-- Task material follows --

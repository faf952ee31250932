use crate::chromosome::Chromosome;
use crate::cinfo;
use crate::classifier::Classifier;
use crate::data::Data;
use crate::error::{GafsError, Result};
use crate::param::{self, Param};
use crate::population::Population;
use log::{debug, info};
use rand::seq::SliceRandom;
use rand::Rng;
use rand_chacha::ChaCha8Rng;
use serde::{Deserialize, Serialize};
use std::time::Instant;

/// Where a search stands. `Evaluating` loops once per generation until the
/// run either converges or exhausts its generation budget.
#[derive(Clone, Copy, Debug, Serialize, Deserialize, PartialEq, Eq)]
pub enum SearchState {
    Init,
    Evaluating,
    Converged,
    Exhausted,
}

/// Outcome of one genetic search
#[derive(Clone, Debug, Serialize, Deserialize, PartialEq)]
pub struct SearchResult {
    pub best_score: f64,
    pub best_mask: Chromosome,
    /// Best fitness seen so far, one entry per evaluated generation
    pub history: Vec<f64>,
    pub converged: bool,
    pub selected_features: Vec<String>,
}

impl SearchResult {
    pub fn generations(&self) -> usize {
        self.history.len()
    }

    pub fn state(&self) -> SearchState {
        if self.converged {
            SearchState::Converged
        } else {
            SearchState::Exhausted
        }
    }
}

//-----------------------------------------------------------------------------
// Genetic Algorithm core functions
//-----------------------------------------------------------------------------

/// Main function to run the genetic algorithm
///
/// # Arguments
///
/// * `data` - The prepared dataset, read only.
/// * `classifier` - Unfitted classifier cloned for every evaluation.
/// * `param` - Parameters; only the `ga` section is used here.
/// * `rng` - Random number generator driving every random choice of the run.
///
/// # Returns
///
/// The best chromosome found with its fitness history.
///
/// # Errors
///
/// A configuration error, before any evaluation, when the `ga` section is
/// invalid (notably a population smaller than 2) or the dataset has no feature.
pub fn ga<C: Classifier>(
    data: &Data,
    classifier: &C,
    param: &Param,
    rng: &mut ChaCha8Rng,
) -> Result<SearchResult> {
    let time = Instant::now();

    param::validate_ga(&param.ga).map_err(GafsError::Configuration)?;
    if data.feature_len == 0 {
        return Err(GafsError::Configuration(
            "Cannot select features from a dataset without features".to_string(),
        ));
    }

    let base_pop = generate_pop(data, param, rng)?;
    info!(
        "Population size: {}, features: {}, max generations: {}",
        base_pop.len(),
        data.feature_len,
        param.ga.max_generations
    );

    let result = iterative_evolution(base_pop, data, classifier, param, rng);

    info!(
        "Genetic algorithm computed {:?} generations in {:.2?} ({:?})",
        result.generations(),
        time.elapsed(),
        result.state()
    );

    Ok(result)
}

/// Generate the initial population, denser than a lone random chromosome
pub fn generate_pop(data: &Data, param: &Param, rng: &mut ChaCha8Rng) -> Result<Population> {
    debug!("generating...");
    Population::generate(
        param.ga.population_size,
        data.feature_len,
        param.ga.population_true_ratio,
        rng,
    )
}

/// Run the generational loop: evaluate, keep the champion, check convergence, breed.
///
/// The champion only changes on a strictly better fitness, so ties keep the
/// earlier one and `history` never decreases. Convergence is checked from the
/// second generation on, when a threshold is set and the previous best is
/// non-zero; the converging generation is still recorded.
pub fn iterative_evolution<C: Classifier>(
    base_pop: Population,
    data: &Data,
    classifier: &C,
    param: &Param,
    rng: &mut ChaCha8Rng,
) -> SearchResult {
    let mut pop = base_pop;
    let mut best_fitness: f64 = 0.0;
    let mut best_chromosome = Chromosome::empty(data.feature_len);
    let mut history: Vec<f64> = Vec::with_capacity(param.ga.max_generations);
    let mut prev_best: f64 = 0.0;
    let mut state = SearchState::Init;

    for generation in 0..param.ga.max_generations {
        state = SearchState::Evaluating;
        let fits = pop.fit(data, classifier);
        debug!("Generation {} fits: {:?}", generation + 1, fits);

        if let Some((best_idx, generation_best)) = Population::best(&fits) {
            if generation_best > best_fitness {
                best_fitness = generation_best;
                best_chromosome = pop.chromosomes[best_idx].clone();
            }
        }
        history.push(best_fitness);

        cinfo!(
            param.general.display_colorful,
            "{}",
            display_generation(generation + 1, best_fitness, &fits, &best_chromosome)
        );

        if generation > 0 && prev_best > 0.0 {
            if let Some(threshold) = param.ga.convergence_threshold {
                let improvement = (best_fitness - prev_best).abs();
                if improvement < threshold {
                    info!(
                        "Converged at generation {}: improvement {:.6} < {}",
                        generation + 1,
                        improvement,
                        threshold
                    );
                    state = SearchState::Converged;
                    break;
                }
            }
        }
        prev_best = best_fitness;

        if generation + 1 < param.ga.max_generations {
            pop = evolve(&pop, param, rng);
        }
    }

    if state != SearchState::Converged {
        info!("Reach max generation");
        state = SearchState::Exhausted;
    }

    SearchResult {
        best_score: best_fitness,
        selected_features: best_chromosome.selected_features(&data.features),
        best_mask: best_chromosome,
        history,
        converged: state == SearchState::Converged,
    }
}

/// Breed the next generation: two distinct parents drawn uniformly without
/// replacement, crossover, then independent mutation of each child, until the
/// population size is met exactly.
pub fn evolve(pop: &Population, param: &Param, rng: &mut ChaCha8Rng) -> Population {
    let pop_size = param.ga.population_size;
    let mut children = Population::new();

    while children.len() < pop_size {
        let parents: Vec<&Chromosome> = pop.chromosomes.choose_multiple(rng, 2).collect();
        let (c1, c2) = crossover(parents[0], parents[1], param.ga.crossover_rate, rng);

        children.add(mutate(&c1, param.ga.mutation_rate, rng));
        if children.len() < pop_size {
            children.add(mutate(&c2, param.ga.mutation_rate, rng));
        }
    }

    children
}

/// Single-point crossover applied with probability `rate`
///
/// # Arguments
///
/// * `p1`, `p2` - Parents of equal length.
/// * `rate` - Crossover probability in [0, 1].
/// * `rng` - Random number generator.
///
/// # Returns
///
/// `(p1[..cut] + p2[cut..], p2[..cut] + p1[cut..])` for a cut drawn in
/// `1..len`, or copies of the parents when no crossover happens. A rate of 0
/// never recombines, a rate of 1 always does (chromosomes of a single gene
/// have no inner cut point and are copied).
pub fn crossover(
    p1: &Chromosome,
    p2: &Chromosome,
    rate: f64,
    rng: &mut ChaCha8Rng,
) -> (Chromosome, Chromosome) {
    let len = p1.len().min(p2.len());
    if len < 2 || !rng.gen_bool(rate) {
        return (p1.clone(), p2.clone());
    }

    let cut = rng.gen_range(1..len);
    let mut g1 = p1.genes[..cut].to_vec();
    g1.extend_from_slice(&p2.genes[cut..]);
    let mut g2 = p2.genes[..cut].to_vec();
    g2.extend_from_slice(&p1.genes[cut..]);

    (Chromosome::new(g1), Chromosome::new(g2))
}

/// Flip every gene independently with probability `rate`; the input is left untouched
pub fn mutate(chromosome: &Chromosome, rate: f64, rng: &mut ChaCha8Rng) -> Chromosome {
    let genes = chromosome
        .genes
        .iter()
        .map(|&g| if rng.gen_bool(rate) { !g } else { g })
        .collect();
    Chromosome::new(genes)
}

fn display_generation(generation: usize, best: f64, fits: &[f64], champion: &Chromosome) -> String {
    let generation_best = Population::best(fits).map(|(_, f)| f).unwrap_or(0.0);
    format!(
        "#{:<4} best \x1b[1;92m{:.4}\x1b[0m | generation best {:.4} | mean {:.4} | k={}",
        generation,
        best,
        generation_best,
        Population::mean_fit(fits),
        champion.k()
    )
}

-- Task material concluded --

- **Work item**
Report, from the entries above, each line where "every" is found.

- **Exercise output**
/// * `classifier` - Unfitted classifier cloned for every evaluation.
/// * `rng` - Random number generator driving every random choice of the run.
/// Flip every gene independently with probability `rate`; the input is left untouched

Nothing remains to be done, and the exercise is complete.